Milestone B — Assist + automations

  • Conversation agent integration.
  • Services: openclaw.send_message, openclaw.clear_history.
  • Event emission: openclaw_message_received.
  • Compatibility fix for intent response handling across HA versions.

Milestone C — Chat card reliability

  • Auto resource registration and cleanup of duplicate/legacy card resources.
  • Versioned card URL strategy to avoid stale cache issues.
  • Robust response parsing for multiple OpenAI-compatible response shapes.
  • Backend chat history sync to restore UI state after navigation/reload.

Milestone D — Voice hardening

  • Wake word and always voice mode options.
  • Brave guard with explicit allow override option.
  • Language normalization and preferred Assist pipeline language handling.
  • Improved TTS voice/language selection.
  • Multi-pending response handling to prevent stuck typing state.
  • assist_stt provider with negotiated STT metadata.
  • AudioWorkletNode capture first, with ScriptProcessorNode fallback.

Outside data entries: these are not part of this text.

// MIDI input/output for performance event streams.
//
// Writing converts a Performance into a Standard MIDI File (SMF Format 1,
// tempo track + one note track) for playback and evaluation of generated
// output. Reading parses an SMF, merges the note content of every track,
// quantizes it to the performance clock, and rebuilds an event stream —
// this is how primer performances enter the system.
//
// The written tempo is chosen so that one clock step lands on a whole
// number of ticks (exact at the default 100 steps/second resolution).
// Reading honors the file's first tempo event; later tempo changes are
// ignored.
//
// Uses the `midly` crate for MIDI reading and writing.

use crate::events::{DEFAULT_VELOCITY, Performance, PerformanceEvent, PerformedNote, velocity_from_bin};
use midly::{
    Format, Header, MetaMessage, MidiMessage, Smf, Timing, Track, TrackEvent, TrackEventKind,
    num::{u4, u7, u15, u24, u28},
};
use std::path::Path;

/// Ticks per quarter note in MIDI output.
const TICKS_PER_QUARTER: u16 = 480;

/// Ticks per performance clock step in MIDI output.
const TICKS_PER_STEP: u32 = 8;

/// Tempo (microseconds per quarter note) that makes one clock step equal
/// TICKS_PER_STEP ticks. 600_000 µs (100 BPM) at 100 steps/second.
fn tempo_micros(steps_per_second: u32) -> u32 {
    1_000_000 * TICKS_PER_QUARTER as u32 / (TICKS_PER_STEP * steps_per_second)
}

/// Convert a Performance to MIDI and write it to a file.
pub fn write_midi(performance: &Performance, path: &Path) -> Result<(), Box<dyn std::error::Error>> {
    let smf = performance_to_smf(performance);
    let mut buf = Vec::new();
    smf.write(&mut buf)?;
    std::fs::write(path, &buf)?;
    Ok(())
}

/// Convert a Performance to an in-memory SMF.
pub fn performance_to_smf(performance: &Performance) -> Smf<'static> {
    let mut smf = Smf::new(Header::new(
        Format::Parallel,
        Timing::Metrical(u15::new(TICKS_PER_QUARTER)),
    ));

    // Track 0: tempo track
    let mut tempo_track: Track<'static> = Vec::new();
    tempo_track.push(TrackEvent {
        delta: u28::new(0),
        kind: TrackEventKind::Meta(MetaMessage::Tempo(u24::new(tempo_micros(
            performance.steps_per_second,
        )))),
    });
    tempo_track.push(TrackEvent {
        delta: u28::new(0),
        kind: TrackEventKind::Meta(MetaMessage::EndOfTrack),
    });
    smf.tracks.push(tempo_track);

    // Track 1: the performance on a single channel, acoustic grand.
    let channel = u4::new(0);
    let mut track: Track<'static> = Vec::new();
    track.push(TrackEvent {
        delta: u28::new(0),
        kind: TrackEventKind::Midi {
            channel,
            message: MidiMessage::ProgramChange { program: u7::new(0) },
        },
    });

    let mut current_tick: u32 = 0;
    let mut last_event_tick: u32 = 0;
    let mut velocity = DEFAULT_VELOCITY;

    for event in &performance.events {
        match *event {
            PerformanceEvent::TimeShift { steps } => {
                current_tick += steps * TICKS_PER_STEP;
            }
            PerformanceEvent::Velocity { bin } => {
                if performance.num_velocity_bins > 0 {
                    velocity = velocity_from_bin(bin, performance.num_velocity_bins);
                }
            }
            PerformanceEvent::NoteOn { pitch } => {
                let delta = current_tick - last_event_tick;
                track.push(TrackEvent {
                    delta: u28::new(delta),
                    kind: TrackEventKind::Midi {
                        channel,
                        message: MidiMessage::NoteOn {
                            key: u7::new(pitch.min(127)),
                            vel: u7::new(velocity.min(127)),
                        },
                    },
                });
                last_event_tick = current_tick;
            }
            PerformanceEvent::NoteOff { pitch } => {
                let delta = current_tick - last_event_tick;
                track.push(TrackEvent {
                    delta: u28::new(delta),
                    kind: TrackEventKind::Midi {
                        channel,
                        message: MidiMessage::NoteOff {
                            key: u7::new(pitch.min(127)),
                            vel: u7::new(0),
                        },
                    },
                });
                last_event_tick = current_tick;
            }
        }
    }

    track.push(TrackEvent {
        delta: u28::new(0),
        kind: TrackEventKind::Meta(MetaMessage::EndOfTrack),
    });
    smf.tracks.push(track);

    smf
}

/// Read a MIDI file into a Performance quantized at the given resolution.
pub fn read_midi(
    path: &Path,
    steps_per_second: u32,
    num_velocity_bins: u32,
) -> Result<Performance, Box<dyn std::error::Error>> {
    let bytes = std::fs::read(path)?;
    let smf = Smf::parse(&bytes)?;
    performance_from_smf(&smf, steps_per_second, num_velocity_bins)
}

/// Convert a parsed SMF to a Performance.
///
/// Note content from every track is merged. A note-on with velocity 0 is
/// treated as a note-off. Notes still open at the end of their track are
/// closed there.
pub fn performance_from_smf(
    smf: &Smf,
    steps_per_second: u32,
    num_velocity_bins: u32,
) -> Result<Performance, Box<dyn std::error::Error>> {
    let ticks_per_quarter = match smf.header.timing {
        Timing::Metrical(tpq) => tpq.as_int() as u32,
        Timing::Timecode(..) => return Err("SMPTE timecode timing is not supported".into()),
    };

    // First tempo event wins; the MIDI default is 120 BPM.
    let mut tempo = 500_000u32;
    'tracks: for track in &smf.tracks {
        for event in track {
            if let TrackEventKind::Meta(MetaMessage::Tempo(t)) = event.kind {
                tempo = t.as_int();
                break 'tracks;
            }
        }
    }

    let seconds_per_tick = tempo as f64 / 1_000_000.0 / ticks_per_quarter as f64;
    let to_step =
        |tick: u64| (tick as f64 * seconds_per_tick * steps_per_second as f64).round() as u32;

    let mut notes: Vec<PerformedNote> = Vec::new();
    for track in &smf.tracks {
        let mut tick: u64 = 0;
        // pitch -> open onsets as (tick, velocity), earliest first
        let mut open: [Vec<(u64, u8)>; 128] = std::array::from_fn(|_| Vec::new());

        for event in track {
            tick += event.delta.as_int() as u64;
            let TrackEventKind::Midi { message, .. } = event.kind else {
                continue;
            };
            match message {
                MidiMessage::NoteOn { key, vel } if vel.as_int() > 0 => {
                    open[key.as_int() as usize].push((tick, vel.as_int()));
                }
                MidiMessage::NoteOn { key, .. } | MidiMessage::NoteOff { key, .. } => {
                    let stack = &mut open[key.as_int() as usize];
                    if !stack.is_empty() {
                        let (start_tick, vel) = stack.remove(0);
                        push_note(&mut notes, key.as_int(), vel, to_step(start_tick), to_step(tick));
                    }
                }
                _ => {}
            }
        }

        // Close notes left open at the end of the track.
        for (pitch, stack) in open.iter().enumerate() {
            for &(start_tick, vel) in stack {
                push_note(&mut notes, pitch as u8, vel, to_step(start_tick), to_step(tick));
            }
        }
    }

    Ok(Performance::from_notes(&notes, steps_per_second, num_velocity_bins))
}

fn push_note(notes: &mut Vec<PerformedNote>, pitch: u8, velocity: u8, start_step: u32, end_step: u32) {
    if end_step > start_step {
        notes.push(PerformedNote {
            pitch,
            velocity,
            start_step,
            end_step,
        });
    }
}

#[cfg(test)]
mod tests {
    use super::*;
    use crate::events::DEFAULT_STEPS_PER_SECOND;

    fn two_note_performance() -> Performance {
        let notes = [
            PerformedNote {
                pitch: 60,
                velocity: 80,
                start_step: 0,
                end_step: 100,
            },
            PerformedNote {
                pitch: 64,
                velocity: 40,
                start_step: 100,
                end_step: 250,
            },
        ];
        Performance::from_notes(&notes, DEFAULT_STEPS_PER_SECOND, 32)
    }

    #[test]
    fn test_performance_to_smf_shape() {
        let smf = performance_to_smf(&two_note_performance());
        // Tempo track + note track.
        assert_eq!(smf.tracks.len(), 2);
        let note_ons = smf.tracks[1]
            .iter()
            .filter(|e| {
                matches!(
                    e.kind,
                    TrackEventKind::Midi {
                        message: MidiMessage::NoteOn { .. },
                        ..
                    }
                )
            })
            .count();
        assert_eq!(note_ons, 2);
    }

    #[test]
    fn test_smf_read_back_preserves_steps() {
        let perf = two_note_performance();
        let smf = performance_to_smf(&perf);
        let mut buf = Vec::new();
        smf.write(&mut buf).unwrap();

        let parsed = Smf::parse(&buf).unwrap();
        let recovered = performance_from_smf(&parsed, DEFAULT_STEPS_PER_SECOND, 32).unwrap();
        let notes = recovered.to_notes();
        assert_eq!(notes.len(), 2);
        assert_eq!(notes[0].start_step, 0);
        assert_eq!(notes[0].end_step, 100);
        assert_eq!(notes[1].start_step, 100);
        assert_eq!(notes[1].end_step, 250);
    }
}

5. Current configuration surface

Integration options

  • Prompt/context behavior options.
  • Tool-call execution toggle.
  • Wake word + always voice mode.
  • Brave web speech override.
  • Voice provider selector (browser or assist_stt).

Card-level behavior

  • Can consume integration settings from websocket settings endpoint.
  • Optional card config overrides remain available.

6. Remaining roadmap (next iterations)

R1 — Voice provider validation and UX polish (next)

  1. Validate assist_stt against multiple HA STT providers/languages.
  2. Improve surfaced error details when /api/stt/<provider> returns non-200.
  3. Add optional manual recording duration setting for assist_stt.
  4. Add provider-specific status text for easier user troubleshooting.

R2 — Compatibility and resilience

  1. Continue hardening for older/newer HA Core API differences.
  2. Add broader runtime checks for changed Assist pipeline payload shapes.
  3. Expand fallback behavior when pipeline metadata is unavailable.

R3 — Optional enhancements (after stabilization)

  1. Evaluate media-player based TTS routing entity.
  2. Explore optional continuous flow for HA STT/TTS pipeline mode.
  3. Add automated tests around settings websocket payload and card voice state transitions.

7. Verification checklist before each release

  1. Bump and sync versions in:
    • custom_components/openclaw/manifest.json
    • custom_components/openclaw/__init__.py (_CARD_URL)
    • www/openclaw-chat-card.js loader shim
  2. Restart HA and hard-refresh dashboard.
  3. Confirm browser console reports the expected card version.
  4. Validate both providers:
    • browser: manual + continuous mode
    • assist_stt: manual transcription flow
  5. Update CHANGELOG.md and README.md for any new option/behavior.

8. Minimum supported environment

  • Home Assistant Core: 2025.1.0+ (declared HACS minimum; chosen conservatively for broad compatibility).
  • Browser: modern Chromium/Firefox/Safari for card UI; voice capability depends on browser APIs and permissions.